Unlike such cinephilic directors as Jean-Luc Godard and Quentin Tarantino, Linklater is rarely explicit in his references to other films. His allusions feel more like personal talismans, tucked into the work for his own satisfaction. As such, it can be hard to confirm whether certain details are meant to invoke other movies or whether the similarities are incidental. Does Ethan Hawke’s character drive a GTO in Boyhood because that’s the car Warren Oates drives in one of Linklater’s favorite films, Two-Lane Blacktop? Or is it because Hawke’s character, in his pursuit of rock ‘n’ roll cool, would be naturally attracted to that car? When the kids in Linklater’s Bad News Bears remake go through the pockets of their passed-out coach (Billy Bob Thornton), is it an homage to the final shot of Fassbinder’s Fox and His Friends, or is it simply meant to illustrate what little shits those kids can be?
I acknowledge that these questions are academic, but I enjoy asking them all the same. As a Linklater fan, I like considering where his ideas come from and how he creates continuity between his programming and filmmaking. More specifically I enjoy looking for Fassbinder allusions in Linklater films as a sort of cinephilic variation on Where’s Waldo? I think I spotted one in the junior high section of Boyhood, when a 12- or 13-year-old Mason goes for a walk with a female classmate who’s romantically interested in him. Their promenade transpires in a single extended take, as the characters follow a backwards-moving camera down an alleyway.
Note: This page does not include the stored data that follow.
//! Readers for the two whitespace separated input formats: a PDB-like atom file and the
//! structure file (SF) holding force field parameters.

use std::{fs, ops::Range, path::Path, str::FromStr};

use nalgebra::Vector3;

use crate::{
    atom::Atom,
    terms::{Angle, Bond, VdwParameters},
    util, Error, Result,
};

/// Columns of the fixed-width `ATOM` records written by
/// [`write_trajectory_to_pdb`](crate::trajectory::write_trajectory_to_pdb)
mod columns {
    use std::ops::Range;

    pub const SERIAL: Range<usize> = 6..11;
    pub const NAME: Range<usize> = 12..16;
    pub const RESIDUE_NAME: Range<usize> = 17..20;
    pub const CHAIN_ID: Range<usize> = 21..22;
    pub const RESIDUE_NUMBER: Range<usize> = 22..26;
    pub const X: Range<usize> = 30..38;
    pub const Y: Range<usize> = 38..46;
    pub const Z: Range<usize> = 46..54;
    pub const MASS: Range<usize> = 66..72;
    pub const RADIUS: Range<usize> = 72..78;
    pub const CHARGE: Range<usize> = 78..84;
}

const ATOM_FIELDS: usize = 14;

/// Parses every `ATOM` record of a PDB-like file. The expected layout is
///
/// ```text
/// ATOM serial name res_name chain_id res_num x y z _ _ mass radius charge
/// ATOM 1 C A A 1 -0.002 0.000 0.000 0.00 1.00 12.0 1.75 0.00
/// ```
///
/// Records with fewer fields are read by column instead, as written by
/// [`write_trajectory_to_pdb`](crate::trajectory::write_trajectory_to_pdb). There,
/// values that fill their column (`-150.000`, residue numbers above 999) run into
/// their neighbors.
pub fn parse_pdb_atoms(source: &str) -> Result<Vec<Atom>> {
    let mut atoms = Vec::new();

    for (line_number, line) in source.lines().enumerate() {
        let line_number = line_number + 1;
        let fields = line.split_whitespace().collect::<Vec<_>>();
        if fields.first() != Some(&"ATOM") {
            continue;
        }

        let atom = if fields.len() >= ATOM_FIELDS {
            whitespace_atom(&fields, line_number)?
        } else if line.len() >= columns::CHARGE.end {
            fixed_width_atom(line, line_number)?
        } else {
            return Err(Error::parse(
                line_number,
                format!("ATOM record needs {ATOM_FIELDS} fields, found {}", fields.len()),
            ));
        };
        atoms.push(atom);
    }

    log::debug!("parsed {} atoms", atoms.len());
    Ok(atoms)
}

fn whitespace_atom(fields: &[&str], line_number: usize) -> Result<Atom> {
    let position = Vector3::new(
        field(fields, 6, line_number)?,
        field(fields, 7, line_number)?,
        field(fields, 8, line_number)?,
    );
    let atom = Atom::new(
        position,
        field(fields, 11, line_number)?,
        field(fields, 13, line_number)?,
        field(fields, 12, line_number)?,
    )
    .with_serial(field(fields, 1, line_number)?)
    .with_name(fields[2])
    .with_residue(
        fields[3],
        field(fields, 5, line_number)?,
        fields[4].chars().next().unwrap_or(Atom::DEFAULT_CHAIN),
    );

    Ok(atom)
}

fn fixed_width_atom(line: &str, line_number: usize) -> Result<Atom> {
    let text = move |range: Range<usize>| {
        line.get(range.clone())
            .map(str::trim)
            .ok_or_else(|| Error::parse(line_number, format!("no ATOM column {range:?}")))
    };
    let value = move |range: Range<usize>| -> Result<f64> {
        let text = text(range)?;
        text.parse()
            .map_err(|_| Error::parse(line_number, format!("can't parse '{text}' of ATOM record")))
    };

    let serial = text(columns::SERIAL)?;
    let residue_number = text(columns::RESIDUE_NUMBER)?;
    let atom = Atom::new(
        Vector3::new(value(columns::X)?, value(columns::Y)?, value(columns::Z)?),
        value(columns::MASS)?,
        value(columns::CHARGE)?,
        value(columns::RADIUS)?,
    )
    .with_serial(serial.parse().map_err(|_| {
        Error::parse(line_number, format!("can't parse serial '{serial}' of ATOM record"))
    })?)
    .with_name(text(columns::NAME)?)
    .with_residue(
        text(columns::RESIDUE_NAME)?,
        residue_number.parse().map_err(|_| {
            Error::parse(
                line_number,
                format!("can't parse residue number '{residue_number}' of ATOM record"),
            )
        })?,
        text(columns::CHAIN_ID)?
            .chars()
            .next()
            .unwrap_or(Atom::DEFAULT_CHAIN),
    );

    Ok(atom)
}

pub fn load_pdb_atoms(path: impl AsRef<Path>) -> Result<Vec<Atom>> {
    parse_pdb_atoms(&read(path.as_ref())?)
}

/// The force field parameters of a structure file.
#[derive(Clone, Debug, Default, PartialEq)]
pub struct StructureFile {
    pub bonds: Vec<Bond>,
    pub angles: Vec<Angle>,
    /// Only the first `VDW` record of a file is used
    pub vdw: Option<VdwParameters>,
}

impl StructureFile {
    /// Parses `BOND i j k r_0`, `ANGLE i j k k_theta theta_0` (degrees) and
    /// `VDW well_distance well_depth` records. Anything else is ignored.
    pub fn parse(source: &str) -> Result<Self> {
        let mut structure = Self::default();

        for (line_number, fields) in records(source) {
            match fields[0] {
                "BOND" => {
                    expect_fields(&fields, 5, line_number)?;
                    structure.bonds.push(Bond {
                        serial_1: field(&fields, 1, line_number)?,
                        serial_2: field(&fields, 2, line_number)?,
                        force_constant: field(&fields, 3, line_number)?,
                        r_0: field(&fields, 4, line_number)?,
                    });
                }
                "ANGLE" => {
                    expect_fields(&fields, 6, line_number)?;
                    structure.angles.push(Angle {
                        serial_1: field(&fields, 1, line_number)?,
                        serial_2: field(&fields, 2, line_number)?,
                        serial_3: field(&fields, 3, line_number)?,
                        force_constant: field(&fields, 4, line_number)?,
                        theta_0: util::deg2rad(field(&fields, 5, line_number)?),
                    });
                }
                "VDW" if structure.vdw.is_none() => {
                    expect_fields(&fields, 3, line_number)?;
                    structure.vdw = Some(VdwParameters {
                        well_distance: field(&fields, 1, line_number)?,
                        well_depth: field(&fields, 2, line_number)?,
                    });
                }
                _ => {}
            }
        }

        log::debug!(
            "parsed {} bonds, {} angles, vdw parameters: {:?}",
            structure.bonds.len(),
            structure.angles.len(),
            structure.vdw
        );
        Ok(structure)
    }

    pub fn load(path: impl AsRef<Path>) -> Result<Self> {
        Self::parse(&read(path.as_ref())?)
    }
}

fn read(path: &Path) -> Result<String> {
    fs::read_to_string(path).map_err(|source| Error::io(path, source))
}

/// Non-empty, non-comment lines split on whitespace, with 1-based line numbers
fn records(source: &str) -> impl Iterator<Item = (usize, Vec<&str>)> {
    source
        .lines()
        .enumerate()
        .map(|(index, line)| (index + 1, line.split_whitespace().collect::<Vec<_>>()))
        .filter(|(_, fields)| fields.first().is_some_and(|first| !first.starts_with('#')))
}

fn expect_fields(fields: &[&str], count: usize, line: usize) -> Result<()> {
    if fields.len() < count {
        return Err(Error::parse(
            line,
            format!("{} record needs {count} fields, found {}", fields[0], fields.len()),
        ));
    }
    Ok(())
}

fn field<T: FromStr>(fields: &[&str], index: usize, line: usize) -> Result<T> {
    fields[index].parse().map_err(|_| {
        Error::parse(
            line,
            format!("can't parse field {index} ('{}') of {} record", fields[index], fields[0]),
        )
    })
}
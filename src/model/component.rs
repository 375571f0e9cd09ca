//! Component, package reference and the ordered component set.

use super::LicenseMetadata;
use serde::{Deserialize, Serialize};
use std::cmp::Ordering;
use std::collections::BTreeMap;
use std::fmt;
use std::path::PathBuf;

/// Version string used for every vendored component.
pub const BUNDLED_VERSION: &str = "bundled";

/// Where a component comes from.
#[derive(Debug, Clone, Copy, PartialEq, Eq, Hash, Serialize, Deserialize)]
pub enum SourceKind {
    /// Package resolved from the NuGet registry
    NuGet,
    /// Code vendored into the repository
    Bundled,
}

impl SourceKind {
    /// Label used in reports and file names.
    #[must_use]
    pub const fn as_str(&self) -> &'static str {
        match self {
            Self::NuGet => "NuGet",
            Self::Bundled => "Bundled",
        }
    }
}

impl fmt::Display for SourceKind {
    fn fmt(&self, f: &mut fmt::Formatter<'_>) -> fmt::Result {
        f.write_str(self.as_str())
    }
}

// Reports order sources by their label, not by declaration order.
impl Ord for SourceKind {
    fn cmp(&self, other: &Self) -> Ordering {
        self.as_str().cmp(other.as_str())
    }
}

impl PartialOrd for SourceKind {
    fn partial_cmp(&self, other: &Self) -> Option<Ordering> {
        Some(self.cmp(other))
    }
}

/// A dependency declared in a manifest.
#[derive(Debug, Clone, PartialEq, Eq, Hash, Serialize, Deserialize)]
pub struct PackageRef {
    pub name: String,
    pub version: String,
}

impl PackageRef {
    /// Build a reference from raw manifest values.
    ///
    /// Returns `None` when either value is blank after trimming.
    #[must_use]
    pub fn new(name: &str, version: &str) -> Option<Self> {
        let name = name.trim();
        let version = version.trim();
        if name.is_empty() || version.is_empty() {
            return None;
        }
        Some(Self {
            name: name.to_string(),
            version: version.to_string(),
        })
    }

    fn sort_key(&self) -> (String, &str, &str) {
        (self.name.to_lowercase(), &self.version, &self.name)
    }
}

impl Ord for PackageRef {
    fn cmp(&self, other: &Self) -> Ordering {
        self.sort_key().cmp(&other.sort_key())
    }
}

impl PartialOrd for PackageRef {
    fn partial_cmp(&self, other: &Self) -> Option<Ordering> {
        Some(self.cmp(other))
    }
}

impl fmt::Display for PackageRef {
    fn fmt(&self, f: &mut fmt::Formatter<'_>) -> fmt::Result {
        write!(f, "{}@{}", self.name, self.version)
    }
}

/// One third-party or bundled unit of code whose license must be disclosed.
#[derive(Debug, Clone, PartialEq, Eq, Serialize, Deserialize)]
pub struct Component {
    pub name: String,
    pub version: String,
    pub source: SourceKind,
    pub license: LicenseMetadata,
    /// License file found next to a bundled component, embedded verbatim
    /// in its license record
    pub bundled_license_file: Option<PathBuf>,
}

impl Component {
    /// Build a registry component from its reference and fetched metadata.
    #[must_use]
    pub fn from_registry(package: PackageRef, license: LicenseMetadata) -> Self {
        Self {
            name: package.name,
            version: package.version,
            source: SourceKind::NuGet,
            license,
            bundled_license_file: None,
        }
    }

    /// Build a vendored component.
    pub fn bundled(
        name: impl Into<String>,
        license: LicenseMetadata,
        license_file: Option<PathBuf>,
    ) -> Self {
        Self {
            name: name.into(),
            version: BUNDLED_VERSION.to_string(),
            source: SourceKind::Bundled,
            license,
            bundled_license_file: license_file,
        }
    }

    /// Sort key: (source, lowercase name, version, exact name).
    ///
    /// The exact name breaks ties between names differing only by case, so
    /// two keys are equal exactly when the identities are equal.
    #[must_use]
    pub fn key(&self) -> ComponentKey {
        ComponentKey {
            source: self.source,
            name_lower: self.name.to_lowercase(),
            version: self.version.clone(),
            name: self.name.clone(),
        }
    }

    /// Identity string, stable across runs.
    #[must_use]
    pub fn identity(&self) -> String {
        format!("{}/{}/{}", self.source, self.name, self.version)
    }
}

/// Ordering and identity key for a [`Component`].
#[derive(Debug, Clone, PartialEq, Eq, PartialOrd, Ord, Hash)]
pub struct ComponentKey {
    pub source: SourceKind,
    pub name_lower: String,
    pub version: String,
    pub name: String,
}

/// Components keyed on identity, iterated in report order.
#[derive(Debug, Clone, Default)]
pub struct ComponentSet {
    components: BTreeMap<ComponentKey, Component>,
}

impl ComponentSet {
    #[must_use]
    pub fn new() -> Self {
        Self::default()
    }

    /// Insert a component. Returns `false` if its identity was already present;
    /// the first inserted component wins.
    pub fn insert(&mut self, component: Component) -> bool {
        let key = component.key();
        if self.components.contains_key(&key) {
            tracing::debug!("Duplicate component {} ignored", component.identity());
            return false;
        }
        self.components.insert(key, component);
        true
    }

    #[must_use]
    pub fn len(&self) -> usize {
        self.components.len()
    }

    #[must_use]
    pub fn is_empty(&self) -> bool {
        self.components.is_empty()
    }

    /// Iterate in (source, lowercase name, version) order.
    pub fn iter(&self) -> impl Iterator<Item = &Component> {
        self.components.values()
    }

    /// Number of components carrying the unknown placeholder.
    #[must_use]
    pub fn unknown_count(&self) -> usize {
        self.iter().filter(|c| c.license.is_unknown()).count()
    }

    /// Number of components of the given source kind.
    #[must_use]
    pub fn count_source(&self, source: SourceKind) -> usize {
        self.iter().filter(|c| c.source == source).count()
    }
}

impl FromIterator<Component> for ComponentSet {
    fn from_iter<I: IntoIterator<Item = Component>>(iter: I) -> Self {
        let mut set = Self::new();
        for component in iter {
            set.insert(component);
        }
        set
    }
}

impl Extend<Component> for ComponentSet {
    fn extend<I: IntoIterator<Item = Component>>(&mut self, iter: I) {
        for component in iter {
            self.insert(component);
        }
    }
}

#[cfg(test)]
mod tests {
    use super::*;

    fn nuget(name: &str, version: &str) -> Component {
        Component::from_registry(
            PackageRef::new(name, version).expect("valid ref"),
            LicenseMetadata::unknown(""),
        )
    }

    #[test]
    fn test_package_ref_rejects_blank() {
        assert!(PackageRef::new("  ", "1.0").is_none());
        assert!(PackageRef::new("Foo", "").is_none());
        let r = PackageRef::new(" Foo ", " 1.0 ").expect("valid");
        assert_eq!(r.name, "Foo");
        assert_eq!(r.version, "1.0");
    }

    #[test]
    fn test_package_ref_order_is_case_insensitive() {
        let mut refs = vec![
            PackageRef::new("zeta", "1.0").unwrap(),
            PackageRef::new("Alpha", "2.0").unwrap(),
            PackageRef::new("alpha", "1.0").unwrap(),
        ];
        refs.sort();
        let names: Vec<_> = refs.iter().map(ToString::to_string).collect();
        assert_eq!(names, vec!["alpha@1.0", "Alpha@2.0", "zeta@1.0"]);
    }

    #[test]
    fn test_source_kind_orders_by_label() {
        assert!(SourceKind::Bundled < SourceKind::NuGet);
    }

    #[test]
    fn test_set_deduplicates_identity() {
        let mut set = ComponentSet::new();
        assert!(set.insert(nuget("Foo", "1.0")));
        assert!(!set.insert(nuget("Foo", "1.0")));
        assert!(set.insert(nuget("foo", "1.0")));
        assert!(set.insert(nuget("Foo", "2.0")));
        assert_eq!(set.len(), 3);
    }

    #[test]
    fn test_set_iteration_order() {
        let set: ComponentSet = vec![
            nuget("Zed", "1.0"),
            Component::bundled("zlib", LicenseMetadata::unknown(""), None),
            nuget("abc", "2.0"),
            nuget("ABC", "1.0"),
        ]
        .into_iter()
        .collect();

        let order: Vec<_> = set.iter().map(Component::identity).collect();
        assert_eq!(
            order,
            vec![
                "Bundled/zlib/bundled",
                "NuGet/ABC/1.0",
                "NuGet/abc/2.0",
                "NuGet/Zed/1.0",
            ]
        );
        assert_eq!(set.count_source(SourceKind::NuGet), 3);
        assert_eq!(set.unknown_count(), 4);
    }
}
This shot is remarkably similar to several in Fassbinder’s Katzelmacher (1969), which preserve the script’s theatrical origins by refusing to break up the characters’ shared space with cuts to other camera angles.
The promenade shots of Katzelmacher show how two people can be close to one another without making any significant human connection. And so it goes in that sequence of Boyhood. Mason and his walking partner both like reading (he’s in the middle of Breakfast of Champions, she just finished To Kill a Mockingbird for the third time) and they’re both envious of the high school kids in their small suburb for being able to drive to Austin or San Antonio for the weekend. Their similarities would seem to end here. Mason has already settled into the passive persona that will carry him through adolescence, while the girl (I don’t recall if the movie gives her a name) is a much more assertive type. In fact she seems like a mean girl in training, taking obvious pleasure in telling Mason about the suicide attempt of a former friend and boasting of how she’s going to the hospital to “check in” on the girl. Like most of the characters in Katzelmacher, she’s made a hobby out of stabbing her peers in the back. Her scene generates a surprising amount of suspense—you watch it hoping Mason doesn’t respond to her attentions, because you can tell, based on the little information Linklater provides about her, that she would end up making him miserable.
It’s a little gem of dramatic writing, illustrating in minutes who this girl is, what Mason realizes about girls through talking to her, and how both characters are shaped by the same suburban anomie. It’s nowhere near as caustic as the revelations of Katzelmacher, though. Linklater still communicates respect for the girl’s strong will and intelligence—you can see her going on to become the captain of her high school debate team or study law in university. Yet the thematic similarities, in addition to the obvious stylistic one, suggest that Fassbinder is rarely far from the Texan filmmaker’s thoughts.